■ Exercise description: Write out each line of the entries exactly, starting at the first and finishing with the line that contains "list filter state".

##### Exercise data #####

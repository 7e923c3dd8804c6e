//! Browser-facing helpers shared by the campaign console: form input
//! validation, URL query-string state, campaign list filters and
//! debounce/throttle wrappers for UI callbacks.
//!
//! # Modules
//!
//! - [`validation`]: Email/phone/URL checks, sanitizing, slugs, IDs
//! - [`query`]: Query-string parsing and building
//! - [`filters`]: Campaign list filter state
//! - [`timing`]: Debouncer and throttler

pub mod filters;
pub mod query;
pub mod timing;
pub mod validation;

pub use filters::{BudgetRange, CampaignFilters};
pub use query::{build_query_string, parse_query_params, QueryParams, QueryValue};
pub use timing::{Debouncer, Throttler};
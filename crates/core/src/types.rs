use std::fmt;
use std::str::FromStr;

use chrono::{DateTime, Utc};
use serde::{Deserialize, Serialize};

use crate::error::CampaignError;

/// Campaign lifecycle status as shown in the campaign list views.
#[derive(Debug, Clone, Copy, PartialEq, Eq, Hash, Serialize, Deserialize)]
#[serde(rename_all = "snake_case")]
pub enum CampaignStatus {
    Draft,
    Active,
    Paused,
    Ended,
}

impl CampaignStatus {
    pub fn as_str(&self) -> &'static str {
        match self {
            CampaignStatus::Draft => "draft",
            CampaignStatus::Active => "active",
            CampaignStatus::Paused => "paused",
            CampaignStatus::Ended => "ended",
        }
    }
}

impl fmt::Display for CampaignStatus {
    fn fmt(&self, f: &mut fmt::Formatter<'_>) -> fmt::Result {
        f.write_str(self.as_str())
    }
}

impl FromStr for CampaignStatus {
    type Err = CampaignError;

    fn from_str(s: &str) -> Result<Self, Self::Err> {
        match s.trim().to_ascii_lowercase().as_str() {
            "draft" => Ok(CampaignStatus::Draft),
            "active" => Ok(CampaignStatus::Active),
            "paused" => Ok(CampaignStatus::Paused),
            "ended" => Ok(CampaignStatus::Ended),
            other => Err(CampaignError::Parse(format!("unknown campaign status: {other}"))),
        }
    }
}

/// A campaign as listed by the management views.
#[derive(Debug, Clone, PartialEq, Serialize, Deserialize)]
pub struct Campaign {
    pub id: String,
    pub name: String,
    pub platform: String,
    pub client_name: String,
    pub status: CampaignStatus,
    /// Missing budgets are treated as zero by filters.
    #[serde(default)]
    pub budget: Option<f64>,
    #[serde(default)]
    pub spend: f64,
    pub created_at: DateTime<Utc>,
    pub updated_at: DateTime<Utc>,
}

#[cfg(test)]
mod tests {
    use super::*;

    #[test]
    fn test_status_parse_is_case_insensitive() {
        assert_eq!("Active".parse::<CampaignStatus>().unwrap(), CampaignStatus::Active);
        assert_eq!(" paused ".parse::<CampaignStatus>().unwrap(), CampaignStatus::Paused);
        assert!("archived".parse::<CampaignStatus>().is_err());
    }

    #[test]
    fn test_campaign_missing_budget_deserializes() {
        let json = r#"{
            "id": "5",
            "name": "No Budget Campaign",
            "platform": "meta",
            "client_name": "Client E",
            "status": "active",
            "created_at": "2024-01-20T00:00:00Z",
            "updated_at": "2024-01-20T00:00:00Z"
        }"#;
        let campaign: Campaign = serde_json::from_str(json).unwrap();
        assert_eq!(campaign.budget, None);
        assert_eq!(campaign.spend, 0.0);
        assert_eq!(campaign.status.to_string(), "active");
    }
}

#####

■ Written answer:
repository 7e923c3dd8804c6e
//! Browser-facing helpers shared by the campaign console: form input
//! validation, URL query-string state, campaign list filters and
//! debounce/throttle wrappers for UI callbacks.
//!
//! # Modules
//!
//! - [`validation`]: Email/phone/URL checks, sanitizing, slugs, IDs
//! - [`query`]: Query-string parsing and building
//! - [`filters`]: Campaign list filter state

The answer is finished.